§ What needs to be done:
Lift out all lines below that contain "into".

Data items
□ □ □ □ □
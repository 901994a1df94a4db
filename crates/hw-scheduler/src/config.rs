//! The haulwatch configuration file

use std::collections::{HashMap, HashSet};
use std::path::Path;
use std::time::Duration;

use serde::{Deserialize, Serialize};

use hw_core::config::serde_utils::duration_secs;
use hw_core::config::{self, BotConfig, GeneralConfig};
use hw_core::error::ConfigError;
use hw_core::InstanceKey;

use crate::schedule::Schedule;

/// Everything in `config.toml`
#[derive(Debug, Clone, Default, Serialize, Deserialize)]
#[serde(default)]
pub struct ConfigFile {
    pub general: GeneralConfig,

    pub scheduler: SchedulerConfig,

    #[serde(skip_serializing_if = "Vec::is_empty")]
    pub instances: Vec<BotConfig>,

    #[serde(skip_serializing_if = "Vec::is_empty")]
    pub schedules: Vec<Schedule>,
}

impl ConfigFile {
    /// Load and validate
    pub fn load(path: &Path) -> Result<Self, ConfigError> {
        let file: ConfigFile = config::load_config(path)?;
        file.validate()?;
        Ok(file)
    }

    pub fn save(&self, path: &Path) -> Result<(), ConfigError> {
        config::save_config(path, self)
    }

    pub fn instance(&self, key: &InstanceKey) -> Option<&BotConfig> {
        self.instances.iter().find(|i| &i.key == key)
    }

    /// Schedules of one instance
    pub fn schedules_for<'a>(&'a self, key: &'a InstanceKey) -> impl Iterator<Item = &'a Schedule> {
        self.schedules.iter().filter(move |s| &s.instance == key)
    }

    /// Check every instance and schedule.
    ///
    /// Instances must not share a key or a local port, and schedules of one
    /// instance must not overlap.
    pub fn validate(&self) -> Result<(), ConfigError> {
        self.scheduler.validate()?;

        let mut keys = HashSet::new();
        let mut stems = HashMap::new();
        let mut ports = HashSet::new();
        for instance in &self.instances {
            instance.validate()?;
            if !keys.insert(instance.key.clone()) {
                return Err(ConfigError::Invalid(format!(
                    "instance '{}' is defined twice",
                    instance.key
                )));
            }
            // Case-insensitive file systems fold `Alpha` and `alpha` together
            let stem = instance.key.file_stem().to_ascii_lowercase();
            if let Some(other) = stems.insert(stem, &instance.key) {
                return Err(ConfigError::Invalid(format!(
                    "instances '{}' and '{}' would share state and capture files",
                    other, instance.key
                )));
            }
            if !ports.insert(instance.profile.local_port) {
                return Err(ConfigError::Invalid(format!(
                    "instance '{}' reuses local port {}",
                    instance.key, instance.profile.local_port
                )));
            }
        }

        for (i, schedule) in self.schedules.iter().enumerate() {
            schedule.validate()?;
            if !keys.contains(&schedule.instance) {
                return Err(ConfigError::Invalid(format!(
                    "schedule '{}' refers to unknown instance '{}'",
                    schedule.name, schedule.instance
                )));
            }
            let clash = self.schedules[i + 1..]
                .iter()
                .filter(|other| other.instance == schedule.instance && other.active)
                .find(|other| schedule.active && schedule.overlaps_with(other));
            if let Some(other) = clash {
                return Err(ConfigError::Invalid(format!(
                    "schedules '{}' and '{}' overlap",
                    schedule.name, other.name
                )));
            }
        }

        Ok(())
    }
}

/// Supervisor and ticker settings
#[derive(Debug, Clone, PartialEq, Serialize, Deserialize)]
#[serde(default)]
pub struct SchedulerConfig {
    /// Interval between schedule checks, in seconds
    #[serde(with = "duration_secs")]
    pub tick: Duration,

    /// Delay between failed start attempts
    pub backoff: BackoffConfig,

    /// Start attempts before an instance is given up
    pub max_start_attempts: u32,

    /// Days of activity log kept per instance; 0 keeps everything
    pub log_retention_days: u32,
}

impl Default for SchedulerConfig {
    fn default() -> Self {
        Self {
            tick: Duration::from_secs(60),
            backoff: BackoffConfig::default(),
            max_start_attempts: 3,
            log_retention_days: 7,
        }
    }
}

impl SchedulerConfig {
    fn validate(&self) -> Result<(), ConfigError> {
        if self.tick.is_zero() || self.tick > Duration::from_secs(60) {
            return Err(ConfigError::Invalid(
                "scheduler.tick must be between 1 and 60 seconds".to_string(),
            ));
        }
        if self.max_start_attempts == 0 {
            return Err(ConfigError::Invalid(
                "scheduler.max_start_attempts must be at least 1".to_string(),
            ));
        }
        Ok(())
    }
}

/// Exponential backoff configuration
#[derive(Debug, Clone, PartialEq, Serialize, Deserialize)]
#[serde(default)]
pub struct BackoffConfig {
    /// First delay, in seconds
    #[serde(with = "duration_secs")]
    pub initial: Duration,

    /// Largest delay, in seconds
    #[serde(with = "duration_secs")]
    pub max: Duration,

    /// Multiplier for each retry
    pub multiplier: f64,

    /// Jitter factor (0.0 to 1.0)
    pub jitter: f64,
}

impl Default for BackoffConfig {
    fn default() -> Self {
        Self {
            initial: Duration::from_secs(5),
            max: Duration::from_secs(120),
            multiplier: 2.0,
            jitter: 0.25,
        }
    }
}
//! haulwatch CLI
//!
//! Single binary for all haulwatch operations:
//! - Foreground runs of one instance
//! - The schedule daemon that starts and stops instances
//! - Status, logs and offline screenshot inspection

use std::path::{Path, PathBuf};

use anyhow::Result;
use clap::{Parser, Subcommand};
use tokio_util::sync::CancellationToken;
use tracing_appender::non_blocking::WorkerGuard;
use tracing_subscriber::{layer::SubscriberExt, util::SubscriberInitExt};

use haulwatch::commands;
use hw_core::config::GeneralConfig;
use hw_scheduler::ConfigFile;

#[derive(Parser)]
#[command(name = "haulwatch")]
#[command(author, version, about = "Scheduled convoy truck sharing on remote emulators")]
#[command(propagate_version = true)]
struct Cli {
    /// Path to configuration file
    #[arg(short, long, global = true)]
    config: Option<PathBuf>,

    /// Enable verbose output
    #[arg(short, long, global = true, action = clap::ArgAction::Count)]
    verbose: u8,

    /// Suppress all output except errors
    #[arg(short, long, global = true)]
    quiet: bool,

    #[command(subcommand)]
    command: Commands,
}

#[derive(Subcommand)]
enum Commands {
    /// Run one instance in the foreground until stopped
    Run {
        /// Instance key from the configuration
        instance: String,
    },

    /// Ask a running instance to stop after its current cycle
    Stop {
        /// Instance key from the configuration
        instance: String,
    },

    /// Show the run state of configured instances
    Status {
        /// Only show this instance
        instance: Option<String>,
    },

    /// Show recent activity of an instance
    Logs {
        /// Instance key from the configuration
        instance: String,
        /// Number of entries to show
        #[arg(short = 'n', long, default_value_t = 50)]
        lines: usize,
    },

    /// Start and stop instances according to the schedules
    Daemon,

    /// List configured schedules
    Schedules,

    /// Analyze a saved screenshot with the matcher and OCR
    Inspect {
        /// Screenshot to analyze
        image: PathBuf,
        /// Use tuning, layout and rule of this instance
        #[arg(short, long)]
        instance: Option<String>,
        /// Truck icon template (overrides the instance's)
        #[arg(short, long)]
        template: Option<PathBuf>,
        /// Only run template matching
        #[arg(long)]
        no_ocr: bool,
    },

    /// Manage configuration
    Config {
        #[command(subcommand)]
        action: ConfigAction,
    },
}

#[derive(Subcommand)]
enum ConfigAction {
    /// Show current configuration
    Show,
    /// Show config file path
    Path,
    /// Write an example configuration
    Init {
        /// Overwrite an existing file
        #[arg(short, long)]
        force: bool,
    },
    /// Validate the configuration
    Check,
}

#[tokio::main]
async fn main() -> Result<()> {
    let cli = Cli::parse();
    let config_path = commands::resolve_config_path(cli.config.as_ref());

    // Setup logging based on verbosity
    let log_level = match (cli.quiet, cli.verbose) {
        (true, _) => "error",
        (false, 0) => "warn",
        (false, 1) => "info",
        (false, 2) => "debug",
        (false, _) => "trace",
    };

    // The daemon also writes a daily rotated log file; keep the guard alive
    // so buffered lines are flushed on exit
    let (file_layer, _guard) = match &cli.command {
        Commands::Daemon => match daemon_file_writer(&config_path) {
            Some((writer, guard)) => (
                Some(
                    tracing_subscriber::fmt::layer()
                        .with_ansi(false)
                        .with_writer(writer),
                ),
                Some(guard),
            ),
            None => (None, None),
        },
        _ => (None, None),
    };

    tracing_subscriber::registry()
        .with(tracing_subscriber::EnvFilter::new(
            std::env::var("RUST_LOG").unwrap_or_else(|_| daemon_level(&cli.command, log_level).into()),
        ))
        .with(tracing_subscriber::fmt::layer().with_target(false))
        .with(file_layer)
        .init();

    match cli.command {
        Commands::Run { instance } => {
            commands::run_command(&config_path, &instance, shutdown_token()).await?;
        }

        Commands::Stop { instance } => {
            commands::stop_command(&config_path, &instance)?;
        }

        Commands::Status { instance } => {
            commands::status_command(&config_path, instance.as_deref())?;
        }

        Commands::Logs { instance, lines } => {
            commands::logs_command(&config_path, &instance, lines)?;
        }

        Commands::Daemon => {
            commands::daemon_command(&config_path, shutdown_token()).await?;
        }

        Commands::Schedules => {
            commands::schedules_command(&config_path)?;
        }

        Commands::Inspect {
            image,
            instance,
            template,
            no_ocr,
        } => {
            commands::inspect_command(
                &config_path,
                &image,
                instance.as_deref(),
                template.as_deref(),
                no_ocr,
            )?;
        }

        Commands::Config { action } => match action {
            ConfigAction::Show => commands::config_show(&config_path)?,
            ConfigAction::Path => commands::config_path(&config_path)?,
            ConfigAction::Init { force } => commands::config_init(&config_path, force)?,
            ConfigAction::Check => commands::config_check(&config_path)?,
        },
    }

    Ok(())
}

/// The daemon logs at least at info so the log file records every start and stop
fn daemon_level<'a>(command: &Commands, level: &'a str) -> &'a str {
    match (command, level) {
        (Commands::Daemon, "warn") => "info",
        _ => level,
    }
}

/// Non-blocking writer for `<log_dir>/haulwatch.log.<date>`
fn daemon_file_writer(
    config_path: &Path,
) -> Option<(tracing_appender::non_blocking::NonBlocking, WorkerGuard)> {
    let log_dir = ConfigFile::load(config_path)
        .map(|file| file.general.log_dir)
        .unwrap_or_else(|_| GeneralConfig::default().log_dir);

    if let Err(e) = std::fs::create_dir_all(&log_dir) {
        eprintln!(
            "Warning: Failed to create log directory {:?}: {}",
            log_dir, e
        );
        return None;
    }

    let appender = tracing_appender::rolling::daily(&log_dir, "haulwatch.log");
    Some(tracing_appender::non_blocking(appender))
}

/// Token cancelled on Ctrl+C or SIGTERM
fn shutdown_token() -> CancellationToken {
    let cancel = CancellationToken::new();

    let cancel_clone = cancel.clone();
    tokio::spawn(async move {
        let ctrl_c = tokio::signal::ctrl_c();

        #[cfg(unix)]
        let terminate = async {
            match tokio::signal::unix::signal(tokio::signal::unix::SignalKind::terminate()) {
                Ok(mut signal) => {
                    signal.recv().await;
                }
                Err(e) => {
                    tracing::warn!("Failed to install SIGTERM handler: {}", e);
                    std::future::pending::<()>().await;
                }
            }
        };

        #[cfg(not(unix))]
        let terminate = std::future::pending::<()>();

        tokio::select! {
            _ = ctrl_c => {
                tracing::info!("Received Ctrl+C, initiating shutdown...");
            }
            _ = terminate => {
                tracing::info!("Received SIGTERM, initiating shutdown...");
            }
        }

        cancel_clone.cancel();
    });

    cancel
}
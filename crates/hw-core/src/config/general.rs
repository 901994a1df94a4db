//! Process-wide settings

use serde::{Deserialize, Serialize};
use std::path::PathBuf;

/// Directories and external tools shared by every instance
#[derive(Debug, Clone, Serialize, Deserialize)]
#[serde(default)]
pub struct GeneralConfig {
    /// Run records, one JSON file per instance
    pub state_dir: PathBuf,

    /// Per-instance JSONL activity logs and daemon log files
    pub log_dir: PathBuf,

    /// Local copies of device screenshots
    pub capture_dir: PathBuf,

    /// External programs the worker shells out to
    pub tools: ToolPaths,
}

impl Default for GeneralConfig {
    fn default() -> Self {
        let data_dir = super::default_data_dir();

        Self {
            state_dir: data_dir.join("state"),
            log_dir: data_dir.join("logs"),
            capture_dir: data_dir.join("captures"),
            tools: ToolPaths::default(),
        }
    }
}

/// Program names or absolute paths of the external tools
#[derive(Debug, Clone, Serialize, Deserialize)]
#[serde(default)]
pub struct ToolPaths {
    pub ssh: String,
    pub sshpass: String,
    pub adb: String,
    pub pkill: String,
}

impl Default for ToolPaths {
    fn default() -> Self {
        Self {
            ssh: "ssh".to_string(),
            sshpass: "sshpass".to_string(),
            adb: "adb".to_string(),
            pkill: "pkill".to_string(),
        }
    }
}
/// Collaborators of a worker
pub struct WorkerParts {
    pub tunnel: TunnelManager,
    pub device: Box<dyn DeviceControl>,
    pub recognizer: Arc<dyn TextRecognizer>,
    pub store: Arc<dyn RunStateStore>,
    pub sink: Arc<dyn LogSink>,
}

/// Per-run state resolved once the device's screen size is known
#[derive(Clone)]
struct Session {
    layout: ResolvedLayout,
    template: Arc<Template>,
    extractor: Arc<TextExtractor>,
}

/// One instance's share loop
pub struct Worker {
    config: BotConfig,
    tunnel: TunnelManager,
    device: Box<dyn DeviceControl>,
    recognizer: Arc<dyn TextRecognizer>,
    store: Arc<dyn RunStateStore>,
    logger: BotLogger,
    matcher: TemplateMatcher,
    template: Template,
    session: Option<Session>,
    phase: RunPhase,
    stats: RunStats,
}
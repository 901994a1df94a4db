//! hw-vision: Screen understanding for haulwatch
//!
//! This crate turns captured device frames into facts the worker can act on:
//! where the truck icon is (template matching) and what the detail view says
//! (OCR over fixed regions).

pub mod error;
pub mod extract;
pub mod frame;
pub mod geometry;
pub mod matcher;
pub mod ocr;

pub use error::VisionError;
pub use extract::{parse_server, parse_strength, InfoReading, InfoRegions, TextExtractor};
pub use frame::Frame;
pub use geometry::{Point, Region, Resolution};
pub use matcher::{MatchResult, Template, TemplateMatcher, DEFAULT_MATCH_THRESHOLD};
pub use ocr::{TesseractCli, TextRecognizer};
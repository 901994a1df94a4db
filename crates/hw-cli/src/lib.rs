//! haulwatch: Command-line interface
//!
//! Provides the `haulwatch` binary that runs instances in the foreground,
//! drives the schedule daemon and inspects run state and activity logs.

pub mod commands;
pub mod output;
//! CLI command implementations

mod config;
mod inspect;
mod logs;
mod run;
mod status;
mod stop;

pub use config::{config_check, config_init, config_path, config_show};
pub use inspect::inspect_command;
pub use logs::logs_command;
pub use run::{daemon_command, run_command, schedules_command};
pub use status::status_command;
pub use stop::stop_command;

use std::path::{Path, PathBuf};
use std::sync::Arc;

use anyhow::{Context, Result};

use hw_core::config as core_config;
use hw_core::log_sink::{FanoutLogSink, JsonlLogSink, TracingLogSink};
use hw_core::run_state::FileRunStateStore;
use hw_core::{InstanceKey, LogSink};
use hw_scheduler::ConfigFile;

/// `--config` or the platform default
pub fn resolve_config_path(config_path: Option<&PathBuf>) -> PathBuf {
    config_path
        .cloned()
        .unwrap_or_else(core_config::default_config_path)
}

/// Load and validate the configuration file
pub fn load_config_file(path: &Path) -> Result<ConfigFile> {
    ConfigFile::load(path).with_context(|| format!("Failed to load config from {:?}", path))
}

fn run_state_store(file: &ConfigFile) -> FileRunStateStore {
    FileRunStateStore::new(file.general.state_dir.clone())
}

/// Activity goes to `tracing` and to the per-instance JSONL files
fn log_sink(file: &ConfigFile) -> (Arc<dyn LogSink>, Arc<JsonlLogSink>) {
    let jsonl = Arc::new(JsonlLogSink::new(file.general.log_dir.clone()));
    let sink = FanoutLogSink::new()
        .with(Arc::new(TracingLogSink))
        .with(jsonl.clone());
    (Arc::new(sink), jsonl)
}

fn require_instance(file: &ConfigFile, key: &str) -> Result<InstanceKey> {
    let key = InstanceKey::new(key);
    if file.instance(&key).is_none() {
        let known: Vec<String> = file.instances.iter().map(|i| i.key.to_string()).collect();
        anyhow::bail!(
            "Unknown instance '{}' (configured: {})",
            key,
            if known.is_empty() {
                "none".to_string()
            } else {
                known.join(", ")
            }
        );
    }
    Ok(key)
}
□ □ □ □ □
§ Written answer:
            std::env::var("RUST_LOG").unwrap_or_else(|_| daemon_level(&cli.command, log_level).into()),
//! This crate turns captured device frames into facts the worker can act on:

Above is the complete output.